Using the line that contains "initialized for mirrorkit" as the first line and the last line of the data as the final one, give every line in that range again exactly.

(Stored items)

..........

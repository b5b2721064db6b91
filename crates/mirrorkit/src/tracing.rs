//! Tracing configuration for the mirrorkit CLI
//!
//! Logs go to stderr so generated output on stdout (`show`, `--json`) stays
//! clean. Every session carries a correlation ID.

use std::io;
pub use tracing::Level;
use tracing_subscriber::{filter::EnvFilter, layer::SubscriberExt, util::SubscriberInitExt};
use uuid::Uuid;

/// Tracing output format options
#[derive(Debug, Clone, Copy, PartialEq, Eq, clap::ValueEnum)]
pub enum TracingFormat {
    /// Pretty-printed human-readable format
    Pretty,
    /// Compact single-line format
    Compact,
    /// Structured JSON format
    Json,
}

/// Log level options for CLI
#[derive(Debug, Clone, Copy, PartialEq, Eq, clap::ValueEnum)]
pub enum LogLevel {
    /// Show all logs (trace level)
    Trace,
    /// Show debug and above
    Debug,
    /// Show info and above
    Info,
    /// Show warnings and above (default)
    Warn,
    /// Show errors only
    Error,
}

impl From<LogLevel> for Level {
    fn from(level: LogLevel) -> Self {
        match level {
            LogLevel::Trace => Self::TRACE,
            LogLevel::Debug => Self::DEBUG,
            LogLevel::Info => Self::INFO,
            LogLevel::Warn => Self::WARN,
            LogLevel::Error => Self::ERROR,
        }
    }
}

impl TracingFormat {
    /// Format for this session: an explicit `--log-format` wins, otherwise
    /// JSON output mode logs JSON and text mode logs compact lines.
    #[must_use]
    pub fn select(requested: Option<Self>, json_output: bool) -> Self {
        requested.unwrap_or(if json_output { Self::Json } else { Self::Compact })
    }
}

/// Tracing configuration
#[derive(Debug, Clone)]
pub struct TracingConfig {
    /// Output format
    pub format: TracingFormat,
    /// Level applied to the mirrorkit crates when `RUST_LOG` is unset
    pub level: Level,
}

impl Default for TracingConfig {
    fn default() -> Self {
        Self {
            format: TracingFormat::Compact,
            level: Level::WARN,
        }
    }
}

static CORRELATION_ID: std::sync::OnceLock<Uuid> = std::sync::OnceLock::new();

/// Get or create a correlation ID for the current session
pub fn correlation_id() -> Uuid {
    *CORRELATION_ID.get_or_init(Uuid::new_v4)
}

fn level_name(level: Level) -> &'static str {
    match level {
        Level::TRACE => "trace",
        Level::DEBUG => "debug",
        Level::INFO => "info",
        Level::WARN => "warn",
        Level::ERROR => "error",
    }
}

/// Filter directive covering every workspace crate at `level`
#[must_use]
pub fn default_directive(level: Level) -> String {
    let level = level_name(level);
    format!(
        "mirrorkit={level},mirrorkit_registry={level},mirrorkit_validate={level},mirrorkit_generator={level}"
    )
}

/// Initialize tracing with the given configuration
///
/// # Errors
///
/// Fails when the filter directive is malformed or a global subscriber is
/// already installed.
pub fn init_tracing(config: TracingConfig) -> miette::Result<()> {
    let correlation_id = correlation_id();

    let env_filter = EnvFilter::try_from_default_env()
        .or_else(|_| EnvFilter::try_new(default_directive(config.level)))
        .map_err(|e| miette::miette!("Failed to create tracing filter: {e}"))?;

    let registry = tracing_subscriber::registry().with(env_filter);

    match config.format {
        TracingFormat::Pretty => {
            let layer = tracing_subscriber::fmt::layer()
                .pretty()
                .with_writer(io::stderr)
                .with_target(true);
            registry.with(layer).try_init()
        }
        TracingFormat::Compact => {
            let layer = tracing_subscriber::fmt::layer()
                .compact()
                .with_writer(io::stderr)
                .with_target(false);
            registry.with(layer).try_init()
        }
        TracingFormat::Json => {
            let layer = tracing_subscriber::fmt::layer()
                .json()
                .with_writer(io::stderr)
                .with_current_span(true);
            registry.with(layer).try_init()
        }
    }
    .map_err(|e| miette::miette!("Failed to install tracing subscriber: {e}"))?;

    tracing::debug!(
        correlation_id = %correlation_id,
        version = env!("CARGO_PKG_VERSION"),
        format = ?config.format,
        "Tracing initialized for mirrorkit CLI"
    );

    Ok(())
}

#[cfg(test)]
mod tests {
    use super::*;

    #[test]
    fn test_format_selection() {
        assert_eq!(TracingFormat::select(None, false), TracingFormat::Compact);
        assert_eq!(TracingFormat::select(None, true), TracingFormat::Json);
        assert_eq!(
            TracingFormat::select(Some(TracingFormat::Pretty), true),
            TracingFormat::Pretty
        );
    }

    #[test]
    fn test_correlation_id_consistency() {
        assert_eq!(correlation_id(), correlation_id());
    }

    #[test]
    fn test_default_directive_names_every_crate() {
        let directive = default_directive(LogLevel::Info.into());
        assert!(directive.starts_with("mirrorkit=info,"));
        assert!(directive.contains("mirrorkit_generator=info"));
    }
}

..........

Completed task:
        "Tracing initialized for mirrorkit CLI"
    );

    Ok(())
}

#[cfg(test)]
mod tests {
    use super::*;

    #[test]
    fn test_format_selection() {
        assert_eq!(TracingFormat::select(None, false), TracingFormat::Compact);
        assert_eq!(TracingFormat::select(None, true), TracingFormat::Json);
        assert_eq!(
            TracingFormat::select(Some(TracingFormat::Pretty), true),
            TracingFormat::Pretty
        );
    }

    #[test]
    fn test_correlation_id_consistency() {
        assert_eq!(correlation_id(), correlation_id());
    }

    #[test]
    fn test_default_directive_names_every_crate() {
        let directive = default_directive(LogLevel::Info.into());
        assert!(directive.starts_with("mirrorkit=info,"));
        assert!(directive.contains("mirrorkit_generator=info"));
    }
}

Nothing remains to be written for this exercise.